[Data items]
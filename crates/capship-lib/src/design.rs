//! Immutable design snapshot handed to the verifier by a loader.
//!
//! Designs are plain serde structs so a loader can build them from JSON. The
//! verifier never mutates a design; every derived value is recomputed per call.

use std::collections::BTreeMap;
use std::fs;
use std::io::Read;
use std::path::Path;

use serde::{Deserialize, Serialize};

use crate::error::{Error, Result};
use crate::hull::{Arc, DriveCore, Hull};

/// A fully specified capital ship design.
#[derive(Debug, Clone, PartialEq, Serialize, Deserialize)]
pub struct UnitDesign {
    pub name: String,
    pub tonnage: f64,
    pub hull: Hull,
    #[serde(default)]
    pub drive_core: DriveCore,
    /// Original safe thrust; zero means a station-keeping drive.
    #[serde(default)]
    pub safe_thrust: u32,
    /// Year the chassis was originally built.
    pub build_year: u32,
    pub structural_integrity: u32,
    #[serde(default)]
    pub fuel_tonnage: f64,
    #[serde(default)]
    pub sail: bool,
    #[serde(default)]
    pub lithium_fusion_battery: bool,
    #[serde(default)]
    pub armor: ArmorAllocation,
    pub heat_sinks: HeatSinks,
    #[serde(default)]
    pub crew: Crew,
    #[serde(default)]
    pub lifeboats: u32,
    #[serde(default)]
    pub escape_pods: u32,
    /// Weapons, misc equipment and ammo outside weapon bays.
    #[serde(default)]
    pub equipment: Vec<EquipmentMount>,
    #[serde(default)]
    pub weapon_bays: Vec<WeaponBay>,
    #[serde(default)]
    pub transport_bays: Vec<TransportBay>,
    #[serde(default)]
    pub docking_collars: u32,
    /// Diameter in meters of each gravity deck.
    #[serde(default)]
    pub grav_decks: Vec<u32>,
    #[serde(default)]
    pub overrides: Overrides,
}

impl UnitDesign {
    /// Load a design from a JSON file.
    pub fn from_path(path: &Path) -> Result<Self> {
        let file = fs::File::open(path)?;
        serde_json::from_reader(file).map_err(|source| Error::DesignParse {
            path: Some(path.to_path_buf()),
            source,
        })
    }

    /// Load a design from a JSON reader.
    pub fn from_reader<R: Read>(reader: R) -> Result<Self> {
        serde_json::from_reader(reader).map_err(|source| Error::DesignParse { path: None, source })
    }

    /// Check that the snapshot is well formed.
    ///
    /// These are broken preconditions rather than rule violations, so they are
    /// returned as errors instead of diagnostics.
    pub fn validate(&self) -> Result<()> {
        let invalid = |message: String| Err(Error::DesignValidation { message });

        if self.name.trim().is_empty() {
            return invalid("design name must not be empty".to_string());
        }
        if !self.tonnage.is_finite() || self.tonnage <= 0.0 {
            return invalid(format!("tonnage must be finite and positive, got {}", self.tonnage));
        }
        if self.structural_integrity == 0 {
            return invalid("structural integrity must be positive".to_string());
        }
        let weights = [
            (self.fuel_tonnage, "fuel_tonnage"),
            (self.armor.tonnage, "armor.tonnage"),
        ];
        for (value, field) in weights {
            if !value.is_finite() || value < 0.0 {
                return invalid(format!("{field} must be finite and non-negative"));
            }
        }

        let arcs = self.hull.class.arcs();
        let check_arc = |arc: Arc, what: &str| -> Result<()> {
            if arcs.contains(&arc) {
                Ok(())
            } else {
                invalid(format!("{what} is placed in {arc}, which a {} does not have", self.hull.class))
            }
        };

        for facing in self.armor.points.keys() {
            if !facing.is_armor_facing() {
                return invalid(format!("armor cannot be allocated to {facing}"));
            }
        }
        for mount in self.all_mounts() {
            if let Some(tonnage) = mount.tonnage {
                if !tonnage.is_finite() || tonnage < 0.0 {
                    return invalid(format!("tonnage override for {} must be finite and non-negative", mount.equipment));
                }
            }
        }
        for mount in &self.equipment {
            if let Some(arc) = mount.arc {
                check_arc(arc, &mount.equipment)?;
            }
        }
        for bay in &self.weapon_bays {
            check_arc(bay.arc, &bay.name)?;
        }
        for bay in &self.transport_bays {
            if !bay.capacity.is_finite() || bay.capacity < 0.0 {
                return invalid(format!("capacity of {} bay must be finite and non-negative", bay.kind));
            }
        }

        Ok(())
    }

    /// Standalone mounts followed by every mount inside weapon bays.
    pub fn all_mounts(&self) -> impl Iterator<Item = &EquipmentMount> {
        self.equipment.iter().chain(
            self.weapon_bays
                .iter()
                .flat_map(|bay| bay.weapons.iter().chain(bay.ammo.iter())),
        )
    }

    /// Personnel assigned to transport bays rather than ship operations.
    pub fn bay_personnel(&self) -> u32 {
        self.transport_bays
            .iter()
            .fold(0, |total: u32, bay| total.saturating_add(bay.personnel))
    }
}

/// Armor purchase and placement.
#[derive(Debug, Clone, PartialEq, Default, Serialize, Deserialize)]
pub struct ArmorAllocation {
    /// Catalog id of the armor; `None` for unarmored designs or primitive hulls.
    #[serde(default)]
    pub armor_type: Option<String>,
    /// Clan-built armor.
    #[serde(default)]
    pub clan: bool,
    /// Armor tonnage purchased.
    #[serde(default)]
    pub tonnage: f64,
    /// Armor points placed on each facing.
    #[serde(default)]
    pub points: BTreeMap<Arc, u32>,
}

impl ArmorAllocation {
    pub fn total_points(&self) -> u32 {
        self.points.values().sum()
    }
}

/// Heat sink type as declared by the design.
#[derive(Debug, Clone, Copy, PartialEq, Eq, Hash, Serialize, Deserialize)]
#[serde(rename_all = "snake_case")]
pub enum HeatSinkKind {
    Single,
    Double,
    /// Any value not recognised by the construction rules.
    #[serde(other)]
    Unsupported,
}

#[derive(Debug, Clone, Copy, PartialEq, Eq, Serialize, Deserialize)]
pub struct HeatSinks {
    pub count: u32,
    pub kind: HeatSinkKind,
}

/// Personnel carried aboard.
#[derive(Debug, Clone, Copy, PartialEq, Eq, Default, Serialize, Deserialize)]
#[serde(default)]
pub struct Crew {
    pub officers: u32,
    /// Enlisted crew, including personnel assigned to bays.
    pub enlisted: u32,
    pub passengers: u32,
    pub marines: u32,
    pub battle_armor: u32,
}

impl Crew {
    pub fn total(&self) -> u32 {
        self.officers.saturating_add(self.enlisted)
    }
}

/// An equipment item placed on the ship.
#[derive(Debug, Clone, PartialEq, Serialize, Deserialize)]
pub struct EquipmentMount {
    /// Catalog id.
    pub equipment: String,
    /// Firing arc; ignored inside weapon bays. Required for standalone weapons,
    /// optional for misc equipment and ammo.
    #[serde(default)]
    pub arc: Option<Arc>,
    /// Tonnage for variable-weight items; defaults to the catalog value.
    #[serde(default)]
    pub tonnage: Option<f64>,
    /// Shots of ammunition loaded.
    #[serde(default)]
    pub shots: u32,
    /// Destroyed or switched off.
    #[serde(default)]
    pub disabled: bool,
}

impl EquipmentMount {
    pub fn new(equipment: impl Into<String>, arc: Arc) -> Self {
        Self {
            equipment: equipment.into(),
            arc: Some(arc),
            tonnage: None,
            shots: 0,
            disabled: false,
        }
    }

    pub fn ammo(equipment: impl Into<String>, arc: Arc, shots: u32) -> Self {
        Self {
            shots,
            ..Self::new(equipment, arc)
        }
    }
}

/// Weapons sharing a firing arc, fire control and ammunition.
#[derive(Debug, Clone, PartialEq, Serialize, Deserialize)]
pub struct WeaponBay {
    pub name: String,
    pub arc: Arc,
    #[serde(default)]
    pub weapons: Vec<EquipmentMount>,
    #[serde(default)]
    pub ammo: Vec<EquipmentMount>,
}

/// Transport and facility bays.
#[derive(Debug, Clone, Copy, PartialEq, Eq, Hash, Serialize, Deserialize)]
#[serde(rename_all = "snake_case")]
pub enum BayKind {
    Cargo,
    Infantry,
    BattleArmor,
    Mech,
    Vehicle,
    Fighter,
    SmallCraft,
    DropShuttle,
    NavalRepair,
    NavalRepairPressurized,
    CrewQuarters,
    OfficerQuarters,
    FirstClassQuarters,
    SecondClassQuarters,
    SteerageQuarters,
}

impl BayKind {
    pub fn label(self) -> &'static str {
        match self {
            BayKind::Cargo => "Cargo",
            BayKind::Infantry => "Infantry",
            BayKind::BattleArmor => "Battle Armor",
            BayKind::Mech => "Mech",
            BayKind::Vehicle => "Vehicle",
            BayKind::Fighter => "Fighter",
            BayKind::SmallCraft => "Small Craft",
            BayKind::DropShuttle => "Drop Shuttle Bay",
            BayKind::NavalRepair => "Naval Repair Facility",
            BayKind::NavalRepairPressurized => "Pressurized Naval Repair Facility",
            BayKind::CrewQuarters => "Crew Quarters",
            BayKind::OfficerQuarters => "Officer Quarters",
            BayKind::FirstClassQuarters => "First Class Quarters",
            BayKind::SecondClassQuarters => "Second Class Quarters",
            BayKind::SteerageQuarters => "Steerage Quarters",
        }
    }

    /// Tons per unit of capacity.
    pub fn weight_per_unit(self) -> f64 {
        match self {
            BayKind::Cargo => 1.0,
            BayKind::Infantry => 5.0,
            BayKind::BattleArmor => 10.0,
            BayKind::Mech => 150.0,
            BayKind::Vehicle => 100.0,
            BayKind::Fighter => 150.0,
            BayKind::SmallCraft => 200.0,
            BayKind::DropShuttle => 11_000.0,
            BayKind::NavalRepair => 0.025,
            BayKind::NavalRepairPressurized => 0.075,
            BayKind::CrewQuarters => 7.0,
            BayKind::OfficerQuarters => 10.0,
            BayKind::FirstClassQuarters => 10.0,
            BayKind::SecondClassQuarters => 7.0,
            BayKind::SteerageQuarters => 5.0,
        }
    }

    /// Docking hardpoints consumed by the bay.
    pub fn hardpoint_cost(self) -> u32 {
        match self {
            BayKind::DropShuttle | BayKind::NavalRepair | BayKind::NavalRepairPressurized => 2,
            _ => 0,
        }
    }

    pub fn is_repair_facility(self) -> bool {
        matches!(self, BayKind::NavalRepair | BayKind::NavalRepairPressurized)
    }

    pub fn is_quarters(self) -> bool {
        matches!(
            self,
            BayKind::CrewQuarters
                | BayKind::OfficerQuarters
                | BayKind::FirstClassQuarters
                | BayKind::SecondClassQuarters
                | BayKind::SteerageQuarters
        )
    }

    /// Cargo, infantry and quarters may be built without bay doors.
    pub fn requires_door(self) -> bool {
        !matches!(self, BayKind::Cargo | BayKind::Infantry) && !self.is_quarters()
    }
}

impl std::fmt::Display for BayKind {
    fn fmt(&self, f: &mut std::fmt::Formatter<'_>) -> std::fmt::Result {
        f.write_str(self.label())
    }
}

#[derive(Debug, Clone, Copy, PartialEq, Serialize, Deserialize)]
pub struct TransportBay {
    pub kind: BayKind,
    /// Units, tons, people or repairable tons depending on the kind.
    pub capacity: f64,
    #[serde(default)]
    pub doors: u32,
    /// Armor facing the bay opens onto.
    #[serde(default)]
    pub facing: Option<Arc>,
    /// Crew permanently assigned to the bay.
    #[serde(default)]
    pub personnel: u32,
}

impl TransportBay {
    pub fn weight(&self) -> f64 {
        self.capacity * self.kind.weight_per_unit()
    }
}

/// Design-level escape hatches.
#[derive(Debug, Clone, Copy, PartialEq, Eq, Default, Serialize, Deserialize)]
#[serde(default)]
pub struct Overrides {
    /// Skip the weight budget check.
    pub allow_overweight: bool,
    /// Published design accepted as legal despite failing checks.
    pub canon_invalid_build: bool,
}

YOUR GOAL.
Count how many lines in the entries above hold the word "WeaponBay". Give that number by itself.

TASK SOLUTION.
2